Second: At the political and administrative level:

  1. End the politicization of the health and humanitarian crisis and ensure that humanitarian aid reaches all areas without discrimination or subjection to political loyalties or military control.
  2. Restore the reputation of health authorities as an independent civilian body, separate from the conflicts of the warring parties, so that the disease does not become a bargaining chip.
  3. Involve local communities (neighborhood committees, displaced persons, traditional leaders) in response plans, as they are the first line of defense.

 

Third: At the economic level:

  1. Support access to clean water by repairing damaged water networks and drilling safe wells to prevent reliance on contaminated sources.
  2. Breaking the epidemic economy by organizing official, popular, or UN campaigns to provide free medicine and water in affected areas, and stopping the exploitation of citizens’ needs.

 

Fourth: At the international level:

  1. Expanding the scope of the humanitarian response through direct UN intervention, bypassing the slow pace of traditional organizations, using rapid emergency mechanisms.
  2. Providing urgent funding for an independent special health fund for Darfur, under the supervision of independent organizations, to ensure that aid is not politicized or looted.
  3. Diplomatic pressure on the parties to the conflict to facilitate unimpeded access for medical and humanitarian convoys.

 

State Failure to Protect:

Sudan Rights Watch Network emphasizes that the announced figures regarding the cholera outbreak in South Darfur are not merely health data. They are an indicator of the state’s failure to perform its most basic functions towards its citizens, and a manifestation of the structural collapse of the health system under the weight of war and neglect. Allowing a controllable epidemic to spread at this pace means that death has become a part of daily life, and civilians face the risk of slowly annihilating themselves amid a complete lack of accountability.

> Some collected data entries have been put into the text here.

//! Composite plugins
//!
//! Folds every call through the members in the order they were added: each
//! member receives the previous member's output.

use std::sync::Arc;

use super::{
    ArrayTypeHandlerPlugin, EnumerationTypeHandlerPlugin, NameKind, ObjectTypeHandlerPlugin,
    ReferenceTypeHandlerPlugin, UnionTypeHandlerPlugin,
};
use crate::codegen::{
    AliasSpec, EnumConstant, EnumSpec, FieldSpec, ObjectSpec, TypeName, UnionMember, UnionSpec,
};
use crate::context::GenerationContext;
use crate::schema::{Property, TypeDeclaration};

/// An ordered list of plugins behind one plugin of the same capability
pub struct Composite<T: ?Sized> {
    members: Vec<Arc<T>>,
}

impl<T: ?Sized> Composite<T> {
    pub fn new(members: Vec<Arc<T>>) -> Self {
        Self { members }
    }

    pub fn len(&self) -> usize {
        self.members.len()
    }

    pub fn is_empty(&self) -> bool {
        self.members.is_empty()
    }
}

impl ObjectTypeHandlerPlugin for Composite<dyn ObjectTypeHandlerPlugin> {
    fn class_name(&self, ctx: &GenerationContext, decl: &TypeDeclaration, current: String, kind: NameKind) -> String {
        self.members
            .iter()
            .fold(current, |name, plugin| plugin.class_name(ctx, decl, name, kind))
    }

    fn type_built(&self, ctx: &GenerationContext, decl: &TypeDeclaration, spec: ObjectSpec) -> ObjectSpec {
        self.members
            .iter()
            .fold(spec, |spec, plugin| plugin.type_built(ctx, decl, spec))
    }

    fn field_built(
        &self,
        ctx: &GenerationContext,
        decl: &TypeDeclaration,
        property: &Property,
        field: FieldSpec,
    ) -> Option<FieldSpec> {
        self.members
            .iter()
            .try_fold(field, |field, plugin| plugin.field_built(ctx, decl, property, field))
    }
}

impl ArrayTypeHandlerPlugin for Composite<dyn ArrayTypeHandlerPlugin> {
    fn class_name(&self, ctx: &GenerationContext, decl: &TypeDeclaration, current: String, kind: NameKind) -> String {
        self.members
            .iter()
            .fold(current, |name, plugin| plugin.class_name(ctx, decl, name, kind))
    }

    fn type_built(&self, ctx: &GenerationContext, decl: &TypeDeclaration, spec: AliasSpec) -> AliasSpec {
        self.members
            .iter()
            .fold(spec, |spec, plugin| plugin.type_built(ctx, decl, spec))
    }
}

impl UnionTypeHandlerPlugin for Composite<dyn UnionTypeHandlerPlugin> {
    fn class_name(&self, ctx: &GenerationContext, decl: &TypeDeclaration, current: String, kind: NameKind) -> String {
        self.members
            .iter()
            .fold(current, |name, plugin| plugin.class_name(ctx, decl, name, kind))
    }

    fn type_built(&self, ctx: &GenerationContext, decl: &TypeDeclaration, spec: UnionSpec) -> UnionSpec {
        self.members
            .iter()
            .fold(spec, |spec, plugin| plugin.type_built(ctx, decl, spec))
    }

    fn member_built(&self, ctx: &GenerationContext, decl: &TypeDeclaration, member: UnionMember) -> UnionMember {
        self.members
            .iter()
            .fold(member, |member, plugin| plugin.member_built(ctx, decl, member))
    }
}

impl EnumerationTypeHandlerPlugin for Composite<dyn EnumerationTypeHandlerPlugin> {
    fn class_name(&self, ctx: &GenerationContext, decl: &TypeDeclaration, current: String, kind: NameKind) -> String {
        self.members
            .iter()
            .fold(current, |name, plugin| plugin.class_name(ctx, decl, name, kind))
    }

    fn type_built(&self, ctx: &GenerationContext, decl: &TypeDeclaration, spec: EnumSpec) -> EnumSpec {
        self.members
            .iter()
            .fold(spec, |spec, plugin| plugin.type_built(ctx, decl, spec))
    }

    fn constant_built(
        &self,
        ctx: &GenerationContext,
        decl: &TypeDeclaration,
        value: &str,
        constant: EnumConstant,
    ) -> EnumConstant {
        self.members
            .iter()
            .fold(constant, |constant, plugin| plugin.constant_built(ctx, decl, value, constant))
    }
}

impl ReferenceTypeHandlerPlugin for Composite<dyn ReferenceTypeHandlerPlugin> {
    fn class_name(&self, ctx: &GenerationContext, decl: &TypeDeclaration, current: String, kind: NameKind) -> String {
        self.members
            .iter()
            .fold(current, |name, plugin| plugin.class_name(ctx, decl, name, kind))
    }

    fn type_built(&self, ctx: &GenerationContext, decl: &TypeDeclaration, spec: AliasSpec) -> AliasSpec {
        self.members
            .iter()
            .fold(spec, |spec, plugin| plugin.type_built(ctx, decl, spec))
    }

    fn type_name(
        &self,
        ctx: &GenerationContext,
        decl: &TypeDeclaration,
        property: Option<&Property>,
        current: TypeName,
    ) -> TypeName {
        self.members
            .iter()
            .fold(current, |ty, plugin| plugin.type_name(ctx, decl, property, ty))
    }
}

The network emphasizes that confronting this crisis requires a combination of urgent intervention to reduce daily deaths and structural reform to ensure that cholera does not become an annual season. Without genuine political will and humanitarian responsibility, civilians across the region will continue to die in silence, caught between the bullets of war, the toxins of contaminated water, the lack of healthcare services, and the effects of a famine.